Although enhanced mass loss can be produced via binary interaction, large eruptions in very massive stars can also generate dense and massive circumstellar environments. In fact, a fraction of SNe IIn has been shown to be produced in the explosion of LBV stars (e.g., Gal-Yam et al. 2009, Nature, 462, 624), whilst SNe Ibn are thought to be associated with Wolf-Rayet (WR) stars that experienced major mass loss episodes a short time before their terminal explosion (e.g. Pastorello et al. 2007, Nature, 447, 829). Even more interestingly, it has been shown that a growing number of interacting SNe have been heralded by major optical outbursts occurred weeks to years before their explosion (see, the Giant LBV eruptions project). These pre-SN transients, in terms of energetics and spectral appearance, may mimic a true SN explosion, and for this reason they have been named as ``SN impostors''. Studying the multi-wavelength evolution of interacting SNe allows us to monitor the evolution of their spectral energy distribution (SED) which may, occasionally, show infrared excesses due to newly formed dust, echoes, or reprocessing of light by pre-existing dust surrounding their progenitor. The example of an ideal monitoring campaign of a Type IIn SN is given in Fig. 1. Higher-resolution spectra (at least R>1000) are also required to detect fundamental features, such as narrow P Cygni profiles in their H or He lines, which can be used to constrain wind expansion velocities, which can be used to derive physical quantities about the progenitor star (e.g., an estimate of its mass-loss rate during the last evolutionary phases). Proper modeling of the ``electron scattering” profiles can be used to infer wind expansion velocities even when absorption components are not visible due to particular physical and geometrical configurations (see, e.g., Huang C., Chevalier R. A. 2018, MNRAS, 475, 1261).

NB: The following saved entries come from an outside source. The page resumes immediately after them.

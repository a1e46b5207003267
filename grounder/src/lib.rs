/*!
Ground-height resolution for objects that should stay on the surface beneath them.

Each tick a downward probe is cast from above the object. An accelerated
collision world is asked first; when it has no ground there, an optional
brute-force raycast against a collider-less mesh is tried. The resulting height
is fed to a critically damped follower that moves the object's y toward it.

- types:        math aliases, mesh transform, hit and mask types
- mesh:         validated triangle soup
- space:        local <-> world mapping for mesh raycasts
- intersect:    Möller–Trumbore nearest-hit scan
- rapier_world: accelerated static collider world
- height:       height sources and first-hit selection
- smoothing:    critically damped scalar follower
- controller:   per-object grounder tying the above together
*/

pub mod controller;
pub mod error;
pub mod height;
pub mod intersect;
pub mod mesh;
pub mod rapier_world;
pub mod settings;
pub mod smoothing;
pub mod space;
pub mod types;

pub use controller::{GroundTick, Grounder, GrounderSettings};
pub use error::GroundError;
pub use height::{
    GroundProbe, GroundSource, HeightSource, MeshGround, ProbeSettings, SurfaceHeightQuery,
    first_hit, probe_ray,
};
pub use intersect::{LocalHit, TriangleHit, intersect_triangle, raycast_mesh, raycast_mesh_local};
pub use mesh::Mesh;
pub use rapier_world::{
    ColliderShapeDef, RapierGround, RapierQueryWorld, WorldStaticDef, collider_from_def, rapier3d,
};
pub use smoothing::{Follower, FollowerState, advance, advance_with_max_speed};
pub use space::SpaceTransform;
pub use types::{Iso, Point3, Quat, SurfaceHit, SurfaceMask, Transform, Vec3};
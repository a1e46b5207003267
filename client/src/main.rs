// Support configuring Bevy lints within code.
#![cfg_attr(bevy_lint, feature(register_tool), register_tool(bevy))]
// Disable console on Windows for non-dev builds.
#![cfg_attr(not(feature = "dev"), windows_subsystem = "windows")]

#[cfg(feature = "dev_native")]
mod debug_tools;

mod camera;
mod ground;
mod probe_gizmos;
mod wander;
mod world;

use bevy::prelude::*;

fn main() -> AppExit {
    App::new().add_plugins(AppPlugin).run()
}

pub struct AppPlugin;
impl Plugin for AppPlugin {
    fn build(&self, app: &mut App) {
        app.add_plugins(DefaultPlugins.set(WindowPlugin {
            primary_window: Window {
                title: "Grounder".to_string(),
                fit_canvas_to_parent: true,
                ..default()
            }
            .into(),
            ..default()
        }));

        app.add_plugins((
            world::plugin,
            ground::plugin,
            wander::plugin,
            camera::plugin,
            probe_gizmos::plugin,
        ));

        #[cfg(feature = "dev_native")]
        app.add_plugins(debug_tools::plugin);
    }
}
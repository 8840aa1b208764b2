//! Serde-deserializable types matching the weather and exchange-rate APIs.
//!
//! Kept apart from the snapshot types so the prompt side never sees
//! provider-specific field names.

use serde::Deserialize;
use std::collections::{BTreeMap, HashMap};

use super::types::{EconomicSnapshot, WeatherSnapshot};

// ============================================================================
// OpenWeatherMap current weather
// ============================================================================

#[derive(Debug, Deserialize)]
pub struct ApiWeatherResponse {
  #[serde(default)]
  pub name: String,
  pub main: ApiWeatherMain,
  #[serde(default)]
  pub weather: Vec<ApiWeatherCondition>,
}

#[derive(Debug, Deserialize)]
pub struct ApiWeatherMain {
  pub temp: f64,
  pub humidity: Option<u8>,
}

#[derive(Debug, Deserialize)]
pub struct ApiWeatherCondition {
  pub main: String,
  #[serde(default)]
  pub description: String,
}

impl ApiWeatherResponse {
  /// `fallback_location` is used when the response carries no city name.
  pub fn into_snapshot(self, fallback_location: &str) -> WeatherSnapshot {
    let conditions = self
      .weather
      .into_iter()
      .next()
      .map(|w| {
        if w.description.is_empty() {
          w.main
        } else {
          w.description
        }
      })
      .unwrap_or_else(|| "unknown".to_string());

    WeatherSnapshot {
      location: if self.name.is_empty() {
        fallback_location.to_string()
      } else {
        self.name
      },
      temperature_c: self.main.temp,
      conditions,
      humidity: self.main.humidity,
    }
  }
}

// ============================================================================
// ExchangeRate-API latest rates
// ============================================================================

#[derive(Debug, Deserialize)]
pub struct ApiRatesResponse {
  pub result: String,
  pub base_code: Option<String>,
  pub time_last_update_utc: Option<String>,
  #[serde(default)]
  pub conversion_rates: HashMap<String, f64>,
  #[serde(rename = "error-type")]
  pub error_type: Option<String>,
}

impl ApiRatesResponse {
  /// Convert to a snapshot holding only `currencies`.
  ///
  /// Returns the provider's error type when the response reports failure.
  pub fn into_snapshot(
    self,
    base: &str,
    currencies: &[String],
  ) -> Result<EconomicSnapshot, String> {
    if self.result != "success" {
      return Err(self.error_type.unwrap_or(self.result));
    }

    let rates: BTreeMap<String, f64> = self
      .conversion_rates
      .into_iter()
      .filter(|(code, _)| currencies.iter().any(|c| c.eq_ignore_ascii_case(code)))
      .collect();

    Ok(EconomicSnapshot {
      base_currency: self.base_code.unwrap_or_else(|| base.to_string()),
      rates,
      updated_at: self.time_last_update_utc,
    })
  }
}
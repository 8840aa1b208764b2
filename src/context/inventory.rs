//! Builds the aggregated inventory snapshot.

use std::sync::Arc;
use std::time::Instant;
use tracing::{error, info, warn};

use super::stats;
use super::types::{InventoryContext, Overview, Predictions, RecentActivity, Section};
use crate::cache::{CacheLayer, CacheResult};
use crate::config::InventoryConfig;
use crate::error::FetchError;
use crate::store::{InventoryStore, QueryParams};

pub const INVENTORY_CONTEXT_KEY: &str = "inventory_context";

/// Collects the sections that failed during one build.
#[derive(Debug, Default)]
struct SectionFailures(Vec<Section>);

impl SectionFailures {
  /// Unwrap a section result, recording and logging a failure as an empty value.
  fn take<T: Default>(&mut self, section: Section, result: Result<T, FetchError>) -> T {
    match result {
      Ok(value) => value,
      Err(err) => {
        if section.is_critical() {
          error!(section = section.as_str(), error = %err, "inventory query failed");
        } else {
          warn!(section = section.as_str(), error = %err, "inventory query failed");
        }
        self.0.push(section);
        T::default()
      }
    }
  }
}

/// Builds [`InventoryContext`] through the cache.
pub struct InventoryContextBuilder<S> {
  store: Arc<S>,
  cache: CacheLayer,
  settings: InventoryConfig,
}

impl<S: InventoryStore> InventoryContextBuilder<S> {
  pub fn new(store: Arc<S>, cache: CacheLayer, settings: InventoryConfig) -> Self {
    Self {
      store,
      cache,
      settings,
    }
  }

  /// Get the inventory context, rebuilding it on a cache miss.
  pub async fn build(&self) -> Arc<InventoryContext> {
    self.fetch().await.data
  }

  /// Like [`build`](Self::build), with cache metadata.
  pub async fn fetch(&self) -> CacheResult<Arc<InventoryContext>> {
    self
      .cache
      .get_or_build(INVENTORY_CONTEXT_KEY, || self.assemble())
      .await
  }

  /// Drop the cached context so the next build reads fresh data.
  pub fn invalidate(&self) -> bool {
    self.cache.cache().invalidate(INVENTORY_CONTEXT_KEY)
  }

  async fn assemble(&self) -> InventoryContext {
    let started = Instant::now();
    let params = QueryParams::new(self.cache.cache().clock().now(), &self.settings);
    let store = &*self.store;

    let (
      totals,
      alerts,
      expiring,
      categories,
      vendors,
      movements,
      orders,
      insights,
      activity,
      forecasts,
    ) = tokio::join!(
      store.totals(&params),
      store.stock_alerts(&params),
      store.expiring_products(&params),
      store.categories(&params),
      store.vendors(&params),
      store.recent_movements(&params),
      store.recent_orders(&params),
      store.recent_insights(&params),
      store.recent_activity(&params),
      store.upcoming_forecasts(&params),
    );

    let mut failures = SectionFailures::default();
    let totals = failures.take(Section::Totals, totals);
    let alerts = failures.take(Section::StockAlerts, alerts);
    let expiring = failures.take(Section::Expiring, expiring);
    let categories = failures.take(Section::Categories, categories);
    let vendors = failures.take(Section::Vendors, vendors);
    let movements = failures.take(Section::Movements, movements);
    let orders = failures.take(Section::Orders, orders);
    let insights = failures.take(Section::Insights, insights);
    let activity = failures.take(Section::Activity, activity);
    let forecasts = failures.take(Section::Forecasts, forecasts);

    let overview = Overview {
      total_products: totals.total_products,
      total_quantity: totals.total_quantity,
      low_stock_count: totals.low_stock_count,
      critical_stock_count: totals.critical_stock_count,
      out_of_stock_count: totals.out_of_stock_count,
      category_count: totals.category_count,
      vendor_count: totals.vendor_count,
      movements_last_30_days: totals.movements_last_30_days,
      total_inventory_value: stats::total_inventory_value(&categories),
      monthly_usage_value: totals.monthly_usage_value,
      health_score: stats::health_score(&totals),
    };

    let predictions = Predictions {
      stockouts: stats::stockout_predictions(&forecasts, params.today()),
      demand_spikes: stats::demand_spikes(&categories),
    };

    let failed_sections = failures.0;
    let context = InventoryContext {
      generated_at: params.now,
      overview,
      stock_alerts: alerts
        .iter()
        .map(|row| stats::stock_alert(row, params.critical_stock_threshold))
        .collect(),
      expiring_soon: expiring,
      categories: categories.iter().map(stats::category_performance).collect(),
      vendors: vendors.iter().map(stats::vendor_performance).collect(),
      recent: RecentActivity {
        movements,
        orders,
        insights,
        activity,
      },
      predictions,
      degraded: !failed_sections.is_empty(),
      failed_sections,
    };

    info!(
      elapsed_ms = started.elapsed().as_millis() as u64,
      health_score = context.overview.health_score,
      degraded = context.degraded,
      "built inventory context"
    );
    context
  }
}

#[cfg(test)]
mod tests {
  use super::*;
  use crate::cache::{CacheSource, CacheTtls, Clock, ContextCache, ManualClock};
  use crate::context::types::StockHealth;
  use crate::db::{seed::seed_demo_data, Database};
  use crate::store::types::*;
  use crate::store::SqliteStore;
  use chrono::{DateTime, Duration, Utc};
  use std::sync::atomic::{AtomicU32, Ordering};

  fn clock_and_layer() -> (Arc<ManualClock>, CacheLayer) {
    let clock = Arc::new(ManualClock::fixed());
    let cache = Arc::new(ContextCache::with_clock(CacheTtls::default(), clock.clone()));
    (clock, CacheLayer::new(cache))
  }

  fn seeded_builder() -> (Arc<ManualClock>, InventoryContextBuilder<SqliteStore>) {
    let (clock, layer) = clock_and_layer();
    let db = Database::open_in_memory().unwrap();
    seed_demo_data(db.conn(), clock.now()).unwrap();
    let store = Arc::new(SqliteStore::new(db));
    (
      clock,
      InventoryContextBuilder::new(store, layer, InventoryConfig::default()),
    )
  }

  /// Store that counts builds and can fail chosen sections.
  #[derive(Default)]
  struct StubStore {
    calls: AtomicU32,
    fail_critical: bool,
    fail_optional: bool,
  }

  impl StubStore {
    fn fail<T>(&self, fail: bool, value: T) -> Result<T, FetchError> {
      if fail {
        Err(FetchError::TaskJoin("stub failure".to_string()))
      } else {
        Ok(value)
      }
    }
  }

  impl InventoryStore for StubStore {
    async fn totals(&self, _: &QueryParams) -> Result<InventoryTotals, FetchError> {
      self.calls.fetch_add(1, Ordering::SeqCst);
      self.fail(
        self.fail_critical,
        InventoryTotals {
          total_products: 4,
          low_stock_count: 1,
          category_count: 1,
          vendor_count: 1,
          movements_last_30_days: 5,
          ..Default::default()
        },
      )
    }

    async fn stock_alerts(&self, _: &QueryParams) -> Result<Vec<StockAlertRow>, FetchError> {
      Ok(Vec::new())
    }

    async fn expiring_products(
      &self,
      _: &QueryParams,
    ) -> Result<Vec<ExpiringProductRow>, FetchError> {
      Ok(Vec::new())
    }

    async fn categories(&self, _: &QueryParams) -> Result<Vec<CategoryRow>, FetchError> {
      self.fail(
        self.fail_critical,
        vec![CategoryRow {
          id: 1,
          name: "Only".to_string(),
          product_count: 4,
          total_quantity: 40,
          total_value: 100.0,
          price_sum: 10.0,
          low_stock_count: 1,
          movements_last_30_days: 5,
          movements_prev_30_days: 5,
        }],
      )
    }

    async fn vendors(&self, _: &QueryParams) -> Result<Vec<VendorRow>, FetchError> {
      Ok(Vec::new())
    }

    async fn recent_movements(&self, _: &QueryParams) -> Result<Vec<MovementRow>, FetchError> {
      self.fail(self.fail_optional, Vec::new())
    }

    async fn recent_orders(&self, _: &QueryParams) -> Result<Vec<OrderRow>, FetchError> {
      self.fail(self.fail_optional, Vec::new())
    }

    async fn recent_insights(&self, _: &QueryParams) -> Result<Vec<InsightRow>, FetchError> {
      Ok(Vec::new())
    }

    async fn recent_activity(&self, _: &QueryParams) -> Result<Vec<ActivityRow>, FetchError> {
      Ok(Vec::new())
    }

    async fn upcoming_forecasts(&self, _: &QueryParams) -> Result<Vec<ForecastRow>, FetchError> {
      self.fail(self.fail_optional, Vec::new())
    }

    async fn system_health(&self, _: DateTime<Utc>) -> Result<SystemHealth, FetchError> {
      unreachable!("not used by the inventory builder")
    }

    async fn user_activity(
      &self,
      _: &str,
      _: &QueryParams,
    ) -> Result<Vec<ActivityRow>, FetchError> {
      Ok(Vec::new())
    }
  }

  fn stub_builder(
    store: StubStore,
  ) -> (
    Arc<ManualClock>,
    Arc<StubStore>,
    InventoryContextBuilder<StubStore>,
  ) {
    let (clock, layer) = clock_and_layer();
    let store = Arc::new(store);
    let builder = InventoryContextBuilder::new(store.clone(), layer, InventoryConfig::default());
    (clock, store, builder)
  }

  #[tokio::test]
  async fn test_seeded_context() {
    let (clock, builder) = seeded_builder();
    let context = builder.build().await;

    assert!(!context.degraded);
    assert_eq!(context.generated_at, clock.now());
    assert_eq!(context.overview.health_score, 60);
    assert_eq!(context.overview.total_products, 18);
    assert!((context.overview.total_inventory_value - 1665.81).abs() < 1e-6);
    assert_eq!(context.critical_alerts().count(), 3);
    assert_eq!(context.expiring_soon.len(), 5);

    let health = |name: &str| {
      context
        .categories
        .iter()
        .find(|c| c.name == name)
        .map(|c| c.stock_health)
    };
    assert_eq!(health("Bakery"), Some(StockHealth::Healthy));
    assert_eq!(health("Dairy"), Some(StockHealth::Attention));
    assert_eq!(health("Beverages"), Some(StockHealth::Critical));

    let reliability = |name: &str| {
      context
        .vendors
        .iter()
        .find(|v| v.name == name)
        .map(|v| v.reliability)
    };
    assert_eq!(reliability("FreshFarm Co"), Some(100));
    assert_eq!(reliability("Sunrise Beverages"), Some(50));
    assert_eq!(reliability("CrunchTime Foods"), Some(33));
    assert_eq!(reliability("BrightHome Supply"), Some(100));

    let stockouts: Vec<&str> = context
      .predictions
      .stockouts
      .iter()
      .map(|p| p.product_name.as_str())
      .collect();
    assert_eq!(stockouts, vec!["Avocados", "Orange Juice 1L", "Cold Brew Coffee"]);

    let spikes: Vec<&str> = context
      .predictions
      .demand_spikes
      .iter()
      .map(|s| s.category.as_str())
      .collect();
    assert_eq!(spikes, vec!["Beverages", "Produce"]);
  }

  #[tokio::test]
  async fn test_ttl_scenario_hit_then_rebuild() {
    let (clock, _store, builder) = stub_builder(StubStore::default());

    let first = builder.fetch().await;
    assert_eq!(first.source, CacheSource::Built);

    clock.advance(Duration::minutes(4));
    let second = builder.fetch().await;
    assert_eq!(second.source, CacheSource::CacheFresh);
    assert!(Arc::ptr_eq(&first.data, &second.data));

    clock.advance(Duration::minutes(2));
    let third = builder.fetch().await;
    assert_eq!(third.source, CacheSource::Built);
    assert!(!Arc::ptr_eq(&first.data, &third.data));
    assert_eq!(third.data.generated_at, clock.now());
  }

  #[tokio::test]
  async fn test_invalidate_forces_rebuild() {
    let (_clock, store, builder) = stub_builder(StubStore::default());

    builder.build().await;
    assert!(builder.invalidate());
    builder.build().await;

    assert_eq!(store.calls.load(Ordering::SeqCst), 2);
  }

  #[tokio::test]
  async fn test_optional_failures_degrade() {
    let (_clock, _store, builder) = stub_builder(StubStore {
      fail_optional: true,
      ..Default::default()
    });

    let context = builder.build().await;

    assert!(context.degraded);
    assert_eq!(
      context.failed_sections,
      vec![Section::Movements, Section::Orders, Section::Forecasts]
    );
    assert_eq!(context.overview.total_products, 4);
    assert!(context.is_available(Section::Totals));
  }

  #[tokio::test]
  async fn test_critical_failures_still_return_context() {
    let (_clock, _store, builder) = stub_builder(StubStore {
      fail_critical: true,
      ..Default::default()
    });

    let context = builder.build().await;

    assert!(context.degraded);
    assert_eq!(
      context.failed_sections,
      vec![Section::Totals, Section::Categories]
    );
    assert_eq!(context.overview, Overview::default());
    assert!(context.categories.is_empty());
  }
}
//! Core traits and types for the context cache.

use chrono::{DateTime, Duration, Utc};
use std::any::Any;

/// TTL class a cached value is stored under.
#[derive(Debug, Clone, Copy, PartialEq, Eq, Hash)]
pub enum CacheKind {
  /// Aggregated inventory snapshot
  Inventory,
  /// Third-party feeds and system health; changes slowly
  External,
  /// Per-user data
  UserSpecific,
}

impl CacheKind {
  pub fn default_ttl(self) -> Duration {
    match self {
      CacheKind::Inventory => Duration::minutes(5),
      CacheKind::External => Duration::minutes(15),
      CacheKind::UserSpecific => Duration::minutes(2),
    }
  }

  pub fn as_str(self) -> &'static str {
    match self {
      CacheKind::Inventory => "inventory",
      CacheKind::External => "external",
      CacheKind::UserSpecific => "user-specific",
    }
  }
}

/// TTL for each cache kind.
#[derive(Debug, Clone, Copy, PartialEq, Eq)]
pub struct CacheTtls {
  pub inventory: Duration,
  pub external: Duration,
  pub user_specific: Duration,
}

impl Default for CacheTtls {
  fn default() -> Self {
    Self {
      inventory: CacheKind::Inventory.default_ttl(),
      external: CacheKind::External.default_ttl(),
      user_specific: CacheKind::UserSpecific.default_ttl(),
    }
  }
}

impl CacheTtls {
  pub fn ttl_for(&self, kind: CacheKind) -> Duration {
    match kind {
      CacheKind::Inventory => self.inventory,
      CacheKind::External => self.external,
      CacheKind::UserSpecific => self.user_specific,
    }
  }
}

/// Trait for values that can live in the context cache.
///
/// Implementors declare the TTL class they are stored under; the cache key is
/// chosen by the caller.
pub trait Cacheable: Any + Send + Sync {
  fn cache_kind() -> CacheKind;
}

/// Source of the current time for expiry checks.
pub trait Clock: Send + Sync {
  fn now(&self) -> DateTime<Utc>;
}

/// Wall clock.
#[derive(Debug, Default, Clone, Copy)]
pub struct SystemClock;

impl Clock for SystemClock {
  fn now(&self) -> DateTime<Utc> {
    Utc::now()
  }
}

/// Result from a cache operation, including data and metadata about the source.
#[derive(Debug, Clone)]
pub struct CacheResult<T> {
  /// The actual data
  pub data: T,
  /// Where the data came from
  pub source: CacheSource,
  /// When the data was stored
  pub cached_at: DateTime<Utc>,
}

impl<T> CacheResult<T> {
  /// Create a result for data that was just built and stored.
  pub fn built(data: T, cached_at: DateTime<Utc>) -> Self {
    Self {
      data,
      source: CacheSource::Built,
      cached_at,
    }
  }

  /// Create a result for data served from a live entry.
  pub fn from_cache(data: T, cached_at: DateTime<Utc>) -> Self {
    Self {
      data,
      source: CacheSource::CacheFresh,
      cached_at,
    }
  }
}

/// Indicates where cached data came from.
#[derive(Debug, Clone, Copy, PartialEq, Eq)]
pub enum CacheSource {
  /// Rebuilt on a miss
  Built,
  /// Served from an unexpired entry
  CacheFresh,
}

#[cfg(test)]
pub use manual::ManualClock;
//! Keyword-triggered focus hints.
//!
//! Each rule pairs a keyword list with a renderer. Rules are evaluated in
//! table order; a rule fires when any of its keywords occurs in the
//! lowercased query.

use std::fmt::Write as _;
use tracing::debug;

use crate::context::types::{ExternalContext, InventoryContext};

type Renderer = fn(&InventoryContext, &ExternalContext) -> String;

pub struct HintRule {
  pub name: &'static str,
  pub keywords: &'static [&'static str],
  pub render: Renderer,
}

impl HintRule {
  fn matches(&self, query: &str) -> bool {
    self.keywords.iter().any(|k| query.contains(k))
  }
}

pub static HINT_RULES: &[HintRule] = &[
  HintRule {
    name: "critical",
    keywords: &["critical", "urgent", "out of stock"],
    render: critical_stock,
  },
  HintRule {
    name: "reorder",
    keywords: &["reorder", "low stock", "restock"],
    render: reorder,
  },
  HintRule {
    name: "vendor",
    keywords: &["vendor", "supplier"],
    render: vendor_reliability,
  },
  HintRule {
    name: "expiry",
    keywords: &["expir"],
    render: expiry,
  },
  HintRule {
    name: "forecast",
    keywords: &["forecast", "predict", "demand"],
    render: forecast,
  },
  HintRule {
    name: "valuation",
    keywords: &["value", "worth", "cost"],
    render: valuation,
  },
  HintRule {
    name: "external",
    keywords: &["weather", "currency", "exchange"],
    render: external_conditions,
  },
];

/// Rules triggered by `query`, in table order.
pub fn matching_rules(query: &str) -> Vec<&'static HintRule> {
  let query = query.to_lowercase();
  HINT_RULES.iter().filter(|r| r.matches(&query)).collect()
}

/// Rendered hint blocks for `query`; empty when nothing matches.
pub fn render_hints(
  query: &str,
  inventory: &InventoryContext,
  external: &ExternalContext,
) -> Vec<String> {
  matching_rules(query)
    .into_iter()
    .map(|rule| {
      debug!(rule = rule.name, "hint rule matched");
      (rule.render)(inventory, external)
    })
    .collect()
}

fn critical_stock(inventory: &InventoryContext, _: &ExternalContext) -> String {
  let mut out = String::from("CRITICAL STOCK: the user is asking about urgent stock problems.\n");
  let mut any = false;
  for alert in inventory.critical_alerts() {
    any = true;
    let _ = writeln!(
      out,
      "- {} ({}): {} units left",
      alert.product_name, alert.sku, alert.quantity
    );
  }
  if !any {
    out.push_str("- No products are at or below the critical threshold.\n");
  }
  out
}

fn reorder(inventory: &InventoryContext, _: &ExternalContext) -> String {
  let mut out = String::from("REORDER: prioritise products with the least cover.\n");
  if inventory.stock_alerts.is_empty() {
    out.push_str("- No products are below the low-stock threshold.\n");
  }
  for alert in &inventory.stock_alerts {
    let cover = match alert.days_of_cover {
      Some(days) => format!("{:.1} days of cover", days),
      None => "no recent usage".to_string(),
    };
    let _ = writeln!(out, "- {}: {} units, {}", alert.product_name, alert.quantity, cover);
  }
  out
}

fn vendor_reliability(inventory: &InventoryContext, _: &ExternalContext) -> String {
  let mut out =
    String::from("VENDOR RELIABILITY: compare on-time delivery before recommending suppliers.\n");
  let mut vendors: Vec<_> = inventory.vendors.iter().collect();
  vendors.sort_by_key(|v| v.reliability);
  for vendor in vendors {
    let _ = writeln!(
      out,
      "- {}: {}% on time ({}/{} orders)",
      vendor.name, vendor.reliability, vendor.on_time_orders, vendor.total_orders
    );
  }
  out
}

fn expiry(inventory: &InventoryContext, _: &ExternalContext) -> String {
  let mut out = String::from("EXPIRY: suggest markdowns or transfers for stock expiring soon.\n");
  if inventory.expiring_soon.is_empty() {
    out.push_str("- Nothing expires within the window.\n");
  }
  for product in &inventory.expiring_soon {
    let _ = writeln!(
      out,
      "- {}: {} units expire {}",
      product.name,
      product.quantity,
      product.expiry_date.format("%Y-%m-%d")
    );
  }
  out
}

fn forecast(inventory: &InventoryContext, _: &ExternalContext) -> String {
  let mut out = String::from("FORECAST: base demand answers on the predictions below.\n");
  for prediction in &inventory.predictions.stockouts {
    let _ = writeln!(
      out,
      "- {} runs out around {} ({:.0}% confidence)",
      prediction.product_name,
      prediction.stockout_date.format("%Y-%m-%d"),
      prediction.confidence * 100.0
    );
  }
  for spike in &inventory.predictions.demand_spikes {
    let _ = writeln!(out, "- {} demand up {:.0}%", spike.category, spike.growth_percent);
  }
  if inventory.predictions.stockouts.is_empty() && inventory.predictions.demand_spikes.is_empty() {
    out.push_str("- No stockouts or demand spikes predicted.\n");
  }
  out
}

fn valuation(inventory: &InventoryContext, _: &ExternalContext) -> String {
  let overview = &inventory.overview;
  let mut out = String::from("VALUATION: answer with figures from the inventory value.\n");
  let _ = writeln!(out, "- Total inventory value: ${:.2}", overview.total_inventory_value);
  let _ = writeln!(out, "- Sales in the last 30 days: ${:.2}", overview.monthly_usage_value);
  if let Some(top) = inventory
    .categories
    .iter()
    .max_by(|a, b| a.total_value.total_cmp(&b.total_value))
  {
    let _ = writeln!(out, "- Highest-value category: {} (${:.2})", top.name, top.total_value);
  }
  out
}

fn external_conditions(_: &InventoryContext, external: &ExternalContext) -> String {
  let mut out =
    String::from("EXTERNAL CONDITIONS: relate weather and exchange rates to stock decisions.\n");
  match &external.weather {
    Some(w) => {
      let _ = writeln!(
        out,
        "- Weather in {}: {}, {:.1}°C",
        w.location, w.conditions, w.temperature_c
      );
    }
    None => out.push_str("- Weather data unavailable.\n"),
  }
  match &external.economic {
    Some(e) if !e.rates.is_empty() => {
      let rates: Vec<String> = e.rates.iter().map(|(c, r)| format!("{} {:.4}", c, r)).collect();
      let _ = writeln!(out, "- Rates per {}: {}", e.base_currency, rates.join(", "));
    }
    _ => out.push_str("- Exchange rates unavailable.\n"),
  }
  out
}

#[cfg(test)]
mod tests {
  use super::*;

  fn names(query: &str) -> Vec<&'static str> {
    matching_rules(query).iter().map(|r| r.name).collect()
  }

  #[test]
  fn test_critical_query() {
    assert_eq!(names("what is critical"), vec!["critical"]);
  }

  #[test]
  fn test_vendor_query() {
    assert_eq!(names("vendor reliability"), vec!["vendor"]);
  }

  #[test]
  fn test_unrelated_query_has_no_hints() {
    assert!(names("tell me a joke").is_empty());
  }

  #[test]
  fn test_match_is_case_insensitive_and_ordered() {
    assert_eq!(
      names("URGENT: what will the Weather do to demand?"),
      vec!["critical", "forecast", "external"]
    );
  }

  #[test]
  fn test_rule_names_are_unique() {
    let mut names: Vec<_> = HINT_RULES.iter().map(|r| r.name).collect();
    names.sort();
    names.dedup();
    assert_eq!(names.len(), HINT_RULES.len());
  }
}
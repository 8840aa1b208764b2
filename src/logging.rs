use color_eyre::{eyre::eyre, Result};
use std::path::Path;
use tracing_appender::non_blocking::WorkerGuard;
use tracing_subscriber::{fmt, layer::SubscriberExt, util::SubscriberInitExt, EnvFilter};

const LOG_ENV: &str = "STOCKSIGHT_LOG";
const LOG_FILE: &str = "stocksight.log";

/// Install the global subscriber.
///
/// Logs go to a daily-rolling file under `log_dir`; stdout is left for
/// command output. `verbose` mirrors them to stderr. The returned guard
/// flushes the file writer on drop and must live until exit.
pub fn init(log_dir: &Path, verbose: bool) -> Result<WorkerGuard> {
  std::fs::create_dir_all(log_dir)
    .map_err(|e| eyre!("Failed to create log directory {}: {}", log_dir.display(), e))?;

  let appender = tracing_appender::rolling::daily(log_dir, LOG_FILE);
  let (file_writer, guard) = tracing_appender::non_blocking(appender);

  let filter = EnvFilter::try_from_env(LOG_ENV).unwrap_or_else(|_| EnvFilter::new("info"));

  let stderr = verbose.then(|| fmt::layer().with_writer(std::io::stderr).with_target(false));

  tracing_subscriber::registry()
    .with(filter)
    .with(fmt::layer().with_writer(file_writer).with_ansi(false))
    .with(stderr)
    .try_init()
    .map_err(|e| eyre!("Failed to initialize logging: {}", e))?;

  Ok(guard)
}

Fig. 1 The outstanding follow-up campaign of SN 2015da. Optical (top left) and near-infrared (bottol-left) light curves. Optical spectral sequence (top-right), and early (bottom-middle) and late (bottom-right) near-infrared spectra. The figures are taken from Tartaglia et al. 2020, A&A, 635, A39).






Leading researchers: L. Tartaglia, A. Pastorello, N. Elias-Rosa, A. Reguitti, Y.-Z. Cai, I. Salmaso, E. Cappellaro.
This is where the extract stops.